The reality is that in interacting with the universe we often find it useful to classify some things as related (groups) and to view some of those groups hierarchically (animals > mammals > canines > dogs). For some purposes we may be satisfied with rough “clusters” of similar items, and for other purposes we may need more detailed classification of similar items.

I work with topically designed DT Pro Office databases. My decision as to which database will contain a new item is a form of classification or grouping. My main database contains at any time thousands of unclassified items, and a mixture of ‘flat’ groups and groups that contain subgroups. Often, when working on a project, I will add more detailed structure to some of my documents, and perhaps remove that added structure after completion of the project. For my own convenience in thinking about the content, most items end up in groups.

Because searches and See Also do not look at my organization of documents within a database, and these are among my most useful tools in finding and evaluating information content, I spend only so much time and effort in grouping and subgrouping content as I find useful for other reasons. Yes, for some topics I’ll spend time creating a hierarchical structure, as that may help me understand the relationships of information — even though a search or See Also operation would find those items anyway. Once I’ve created a group and populated it, Classify becomes useful to file new content into that group.

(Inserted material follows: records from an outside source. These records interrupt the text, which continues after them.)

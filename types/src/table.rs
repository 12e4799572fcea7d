use serde::{Deserialize, Serialize};

/// Game phases as observed from the ledger feed.
///
/// The ordering is meaningful: every phase below [`Phase::Preflop`] means the
/// hole cards have not been dealt yet. The coordinator only drives the
/// dealing window ([`Phase::Commit`] and [`Phase::Reveal`]); the betting
/// streets are opaque to it.
#[repr(u8)]
#[derive(Clone, Copy, Debug, PartialEq, Eq, PartialOrd, Ord, Serialize, Deserialize)]
#[serde(rename_all = "snake_case")]
pub enum Phase {
    Waiting = 0,
    Commit = 1,
    Reveal = 2,
    Preflop = 3,
    Flop = 4,
    Turn = 5,
    River = 6,
    Showdown = 7,
}

impl Phase {
    pub fn as_str(&self) -> &'static str {
        match self {
            Phase::Waiting => "waiting",
            Phase::Commit => "commit",
            Phase::Reveal => "reveal",
            Phase::Preflop => "preflop",
            Phase::Flop => "flop",
            Phase::Turn => "turn",
            Phase::River => "river",
            Phase::Showdown => "showdown",
        }
    }

    /// Whether hole cards have been dealt in this phase.
    pub fn cards_dealt(&self) -> bool {
        *self >= Phase::Preflop
    }

    /// Whether this phase is part of the card-distribution window.
    pub fn dealing(&self) -> bool {
        matches!(self, Phase::Commit | Phase::Reveal)
    }

    /// Whether a hand is currently running.
    pub fn hand_active(&self) -> bool {
        *self != Phase::Waiting
    }
}

impl TryFrom<u8> for Phase {
    type Error = ();

    fn try_from(value: u8) -> Result<Self, Self::Error> {
        match value {
            0 => Ok(Phase::Waiting),
            1 => Ok(Phase::Commit),
            2 => Ok(Phase::Reveal),
            3 => Ok(Phase::Preflop),
            4 => Ok(Phase::Flop),
            5 => Ok(Phase::Turn),
            6 => Ok(Phase::River),
            7 => Ok(Phase::Showdown),
            _ => Err(()),
        }
    }
}

/// A seat at the table as reported by the ledger.
#[derive(Clone, Debug, PartialEq, Eq, Serialize, Deserialize)]
pub struct Seat {
    pub index: u8,
    /// Ledger identity of the occupant.
    pub player: String,
    pub sitting_out: bool,
    pub leave_after_hand: bool,
}

/// The seat currently expected to act, with an optional deadline.
#[derive(Clone, Debug, PartialEq, Eq, Serialize, Deserialize)]
pub struct ActionOn {
    pub seat: u8,
    pub player: String,
    /// Unix timestamp in milliseconds; 0 means no deadline.
    #[serde(default)]
    pub deadline_at_ms: u64,
}

/// Snapshot of table state from the ledger feed.
///
/// The ledger owns phase transitions; consumers only react to them.
#[derive(Clone, Debug, PartialEq, Eq, Serialize, Deserialize)]
pub struct GameState {
    pub phase: Phase,
    pub hand_number: u64,
    #[serde(default)]
    pub paused: bool,
    pub seats: Vec<Seat>,
    #[serde(default)]
    pub action_on: Option<ActionOn>,
}

impl GameState {
    /// Look up a seat by player identity, case-insensitively.
    pub fn seat_of(&self, player: &str) -> Option<&Seat> {
        self.seats
            .iter()
            .find(|seat| seat.player.eq_ignore_ascii_case(player))
    }

    /// Number of seats not sitting out.
    pub fn active_seats(&self) -> usize {
        self.seats.iter().filter(|seat| !seat.sitting_out).count()
    }
}

impl Default for GameState {
    fn default() -> Self {
        Self {
            phase: Phase::Waiting,
            hand_number: 0,
            paused: false,
            seats: Vec::new(),
            action_on: None,
        }
    }
}

#[cfg(test)]
mod tests {
    use super::*;

    fn seat(index: u8, player: &str, sitting_out: bool) -> Seat {
        Seat {
            index,
            player: player.to_string(),
            sitting_out,
            leave_after_hand: false,
        }
    }

    #[test]
    fn test_phase_roundtrip() {
        for value in 0u8..=7 {
            let phase = Phase::try_from(value).unwrap();
            assert_eq!(phase as u8, value);
        }
        assert!(Phase::try_from(8).is_err());
    }

    #[test]
    fn test_phase_thresholds() {
        assert!(!Phase::Waiting.cards_dealt());
        assert!(!Phase::Commit.cards_dealt());
        assert!(!Phase::Reveal.cards_dealt());
        assert!(Phase::Preflop.cards_dealt());
        assert!(Phase::Showdown.cards_dealt());

        assert!(Phase::Commit.dealing());
        assert!(Phase::Reveal.dealing());
        assert!(!Phase::Waiting.dealing());
        assert!(!Phase::Flop.dealing());

        assert!(!Phase::Waiting.hand_active());
        assert!(Phase::Commit.hand_active());
    }

    #[test]
    fn test_phase_serde_snake_case() {
        let json = serde_json::to_string(&Phase::Preflop).unwrap();
        assert_eq!(json, "\"preflop\"");
        let phase: Phase = serde_json::from_str("\"reveal\"").unwrap();
        assert_eq!(phase, Phase::Reveal);
    }

    #[test]
    fn test_seat_lookup_is_case_insensitive() {
        let state = GameState {
            phase: Phase::Waiting,
            hand_number: 1,
            paused: false,
            seats: vec![seat(0, "0xAbCd", false), seat(2, "0xFeed", true)],
            action_on: None,
        };
        assert_eq!(state.seat_of("0xabcd").unwrap().index, 0);
        assert_eq!(state.seat_of("0XABCD").unwrap().index, 0);
        assert!(state.seat_of("0xbeef").is_none());
    }

    #[test]
    fn test_active_seats_excludes_sitting_out() {
        let state = GameState {
            phase: Phase::Waiting,
            hand_number: 1,
            paused: false,
            seats: vec![
                seat(0, "a", false),
                seat(1, "b", true),
                seat(2, "c", false),
            ],
            action_on: None,
        };
        assert_eq!(state.active_seats(), 2);
    }

    #[test]
    fn test_game_state_json_shape() {
        let raw = r#"{
            "phase": "commit",
            "hand_number": 7,
            "seats": [
                {"index": 0, "player": "0xaa", "sitting_out": false, "leave_after_hand": false}
            ],
            "action_on": {"seat": 0, "player": "0xaa", "deadline_at_ms": 1000}
        }"#;
        let state: GameState = serde_json::from_str(raw).unwrap();
        assert_eq!(state.phase, Phase::Commit);
        assert_eq!(state.hand_number, 7);
        assert!(!state.paused);
        assert_eq!(state.action_on.unwrap().deadline_at_ms, 1000);
    }
}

I view tagging similarly. I think all tagging systems are logically unsatisfying and operationally inconsistent and inefficient, so I never bother tagging content a priori (as it is added to a database). In the course of working on a project I will sometimes add tags to project-related items, but often remove those tags when the project is completed (I sosmetimes find that previously assigned tags may be an impediment in trying to take a different perspective for a new project).

Thanks for your detailed response.

I’m a context person. This means, all information pieces, would be grouped/tagged/you-name-it differently depending on the context.

And one information piece can make a lot of sense in different contexts.

I understood that I could do this using tags. But I need to add them manually. But the amount of stuff I have to handle is just to much to do this.

Using an iterative approach like you described is interesting. IMO this leads more to a context-specific collection, that has a due-date. After the context is no longer needed, the collection can be cleared.

The collection metaphor suggests that DT can be used as a “better” local search machine (working against a private set of information pieces), helping to find related material, which than can be grouped together for a specific context/project/…

That’s a interesting idea. The question is: How much better (= time do I safe) using a multi-staged approach like this:

  1. I search the internet. Using DT to keep, and manage everything I find interesting while searching something. This builds up my DT database.

  2. Im adding all kind of documents to DT as well. Plain, flat, as is. DT will be like a Spotlight on steroids.

Now if I need to find something I do:

  1. Search using DT against my local knowledge base. Group and cluster stuff as collect together relevant information pieces.

  2. If I still have not everything I found, I add an internet research round. Filling DT further.

And the question for me is: How much more work is this, and is the result of using this approach better/faster than either only searching the internet or using something like Spotlight against my document collection?